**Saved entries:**

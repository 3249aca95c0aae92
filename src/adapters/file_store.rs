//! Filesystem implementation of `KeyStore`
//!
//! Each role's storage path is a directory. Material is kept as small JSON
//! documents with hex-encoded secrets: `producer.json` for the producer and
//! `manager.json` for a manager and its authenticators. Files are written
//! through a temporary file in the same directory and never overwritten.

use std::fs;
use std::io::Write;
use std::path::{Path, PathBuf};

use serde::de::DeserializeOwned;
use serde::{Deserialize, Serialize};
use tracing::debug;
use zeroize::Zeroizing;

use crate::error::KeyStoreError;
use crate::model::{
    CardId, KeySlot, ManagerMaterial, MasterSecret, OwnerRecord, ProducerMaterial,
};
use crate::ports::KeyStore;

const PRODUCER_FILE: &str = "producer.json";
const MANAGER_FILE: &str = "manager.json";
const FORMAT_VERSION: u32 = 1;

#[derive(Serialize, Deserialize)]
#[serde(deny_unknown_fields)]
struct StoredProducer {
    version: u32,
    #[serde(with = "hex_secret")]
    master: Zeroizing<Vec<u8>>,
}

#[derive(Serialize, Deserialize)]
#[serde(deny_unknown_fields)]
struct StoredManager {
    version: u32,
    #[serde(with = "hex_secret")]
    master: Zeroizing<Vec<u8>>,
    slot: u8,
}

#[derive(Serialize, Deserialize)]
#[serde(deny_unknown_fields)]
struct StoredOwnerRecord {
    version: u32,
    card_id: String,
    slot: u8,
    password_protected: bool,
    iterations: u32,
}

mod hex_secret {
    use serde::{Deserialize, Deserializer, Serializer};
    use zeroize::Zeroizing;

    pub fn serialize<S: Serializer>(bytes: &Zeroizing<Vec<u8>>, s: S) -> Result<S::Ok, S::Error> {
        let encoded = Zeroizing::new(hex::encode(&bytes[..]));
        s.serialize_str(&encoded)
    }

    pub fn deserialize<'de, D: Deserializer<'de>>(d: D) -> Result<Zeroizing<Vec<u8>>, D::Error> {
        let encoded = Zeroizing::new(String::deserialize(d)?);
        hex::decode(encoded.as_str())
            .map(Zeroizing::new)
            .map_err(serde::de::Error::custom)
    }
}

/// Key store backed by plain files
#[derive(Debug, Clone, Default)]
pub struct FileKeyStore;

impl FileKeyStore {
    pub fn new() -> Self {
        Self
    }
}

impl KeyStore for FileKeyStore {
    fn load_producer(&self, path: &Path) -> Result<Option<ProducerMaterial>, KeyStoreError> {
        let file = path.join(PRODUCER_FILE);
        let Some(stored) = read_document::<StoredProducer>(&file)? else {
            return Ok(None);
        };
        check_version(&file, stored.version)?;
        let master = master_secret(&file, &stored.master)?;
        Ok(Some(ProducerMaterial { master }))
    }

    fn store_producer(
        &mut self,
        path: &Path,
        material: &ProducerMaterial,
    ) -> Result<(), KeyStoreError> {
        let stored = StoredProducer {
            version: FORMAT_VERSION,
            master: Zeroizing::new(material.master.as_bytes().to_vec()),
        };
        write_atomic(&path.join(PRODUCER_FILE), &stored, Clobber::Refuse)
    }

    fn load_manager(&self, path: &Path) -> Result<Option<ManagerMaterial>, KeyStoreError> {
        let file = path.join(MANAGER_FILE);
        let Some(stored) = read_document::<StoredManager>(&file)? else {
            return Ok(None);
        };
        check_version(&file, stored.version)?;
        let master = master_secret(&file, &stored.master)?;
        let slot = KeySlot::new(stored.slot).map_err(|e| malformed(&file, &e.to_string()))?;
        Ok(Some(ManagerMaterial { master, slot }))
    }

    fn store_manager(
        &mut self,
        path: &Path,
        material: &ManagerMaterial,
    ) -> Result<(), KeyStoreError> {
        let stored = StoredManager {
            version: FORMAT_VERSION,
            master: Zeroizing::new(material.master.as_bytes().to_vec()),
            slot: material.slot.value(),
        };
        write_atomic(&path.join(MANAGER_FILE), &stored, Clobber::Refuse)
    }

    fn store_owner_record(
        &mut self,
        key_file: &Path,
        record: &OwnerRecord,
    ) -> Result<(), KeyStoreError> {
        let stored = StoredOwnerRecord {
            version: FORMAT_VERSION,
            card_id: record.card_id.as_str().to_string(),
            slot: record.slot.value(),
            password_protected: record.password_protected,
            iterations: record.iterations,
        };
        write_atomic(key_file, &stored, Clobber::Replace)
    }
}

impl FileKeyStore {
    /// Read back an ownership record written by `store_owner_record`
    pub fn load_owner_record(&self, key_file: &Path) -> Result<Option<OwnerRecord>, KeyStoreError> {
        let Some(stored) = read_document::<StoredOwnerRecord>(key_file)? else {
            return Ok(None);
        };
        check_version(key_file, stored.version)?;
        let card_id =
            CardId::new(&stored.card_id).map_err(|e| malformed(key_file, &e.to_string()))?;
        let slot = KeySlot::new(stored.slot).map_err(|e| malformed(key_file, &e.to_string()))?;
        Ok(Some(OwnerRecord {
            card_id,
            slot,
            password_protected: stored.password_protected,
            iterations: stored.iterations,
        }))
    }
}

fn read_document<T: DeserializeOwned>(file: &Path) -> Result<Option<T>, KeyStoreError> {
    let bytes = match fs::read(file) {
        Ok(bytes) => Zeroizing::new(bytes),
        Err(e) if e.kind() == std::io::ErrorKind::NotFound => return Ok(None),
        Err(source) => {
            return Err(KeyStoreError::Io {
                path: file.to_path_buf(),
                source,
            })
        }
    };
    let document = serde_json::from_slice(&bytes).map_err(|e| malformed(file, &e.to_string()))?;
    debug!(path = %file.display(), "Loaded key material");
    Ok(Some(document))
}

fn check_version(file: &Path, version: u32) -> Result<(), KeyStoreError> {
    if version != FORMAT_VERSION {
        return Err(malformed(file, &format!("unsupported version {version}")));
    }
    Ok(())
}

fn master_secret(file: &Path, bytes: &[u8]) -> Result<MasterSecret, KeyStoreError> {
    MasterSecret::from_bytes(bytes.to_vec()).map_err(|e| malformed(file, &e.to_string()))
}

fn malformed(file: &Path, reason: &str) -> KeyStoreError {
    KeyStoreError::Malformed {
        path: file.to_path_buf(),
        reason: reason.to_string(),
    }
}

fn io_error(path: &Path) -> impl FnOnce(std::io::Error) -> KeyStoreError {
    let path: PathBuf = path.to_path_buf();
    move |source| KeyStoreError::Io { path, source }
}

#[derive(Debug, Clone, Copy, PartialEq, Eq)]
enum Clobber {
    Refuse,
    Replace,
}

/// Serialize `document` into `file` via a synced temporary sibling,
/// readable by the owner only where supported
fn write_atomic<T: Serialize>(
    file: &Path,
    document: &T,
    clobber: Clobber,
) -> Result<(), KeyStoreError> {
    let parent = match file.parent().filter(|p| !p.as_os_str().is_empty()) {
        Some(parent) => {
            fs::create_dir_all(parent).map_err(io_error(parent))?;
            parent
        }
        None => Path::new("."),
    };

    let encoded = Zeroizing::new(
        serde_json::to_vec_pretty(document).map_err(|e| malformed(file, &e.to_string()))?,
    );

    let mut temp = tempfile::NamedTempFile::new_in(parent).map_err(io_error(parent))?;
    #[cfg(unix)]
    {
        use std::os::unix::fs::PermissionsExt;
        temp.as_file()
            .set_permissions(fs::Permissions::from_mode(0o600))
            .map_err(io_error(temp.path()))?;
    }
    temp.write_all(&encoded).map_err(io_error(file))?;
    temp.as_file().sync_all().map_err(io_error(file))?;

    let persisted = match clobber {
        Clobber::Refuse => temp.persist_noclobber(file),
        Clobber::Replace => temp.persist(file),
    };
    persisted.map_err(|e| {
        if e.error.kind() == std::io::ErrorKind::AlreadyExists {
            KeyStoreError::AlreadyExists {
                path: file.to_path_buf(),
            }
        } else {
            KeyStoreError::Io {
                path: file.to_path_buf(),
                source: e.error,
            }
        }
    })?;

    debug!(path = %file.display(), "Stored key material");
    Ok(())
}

**Task directions:**
Starting at the line that has "-> Result<S::Ok, S::Error>" and ending at the line that has "by plain files", please write out the lines above exactly, leaving out all others.

**Solution to this problem:**
    pub fn serialize<S: Serializer>(bytes: &Zeroizing<Vec<u8>>, s: S) -> Result<S::Ok, S::Error> {
        let encoded = Zeroizing::new(hex::encode(&bytes[..]));
        s.serialize_str(&encoded)
    }

    pub fn deserialize<'de, D: Deserializer<'de>>(d: D) -> Result<Zeroizing<Vec<u8>>, D::Error> {
        let encoded = Zeroizing::new(String::deserialize(d)?);
        hex::decode(encoded.as_str())
            .map(Zeroizing::new)
            .map_err(serde::de::Error::custom)
    }
}

/// Key store backed by plain files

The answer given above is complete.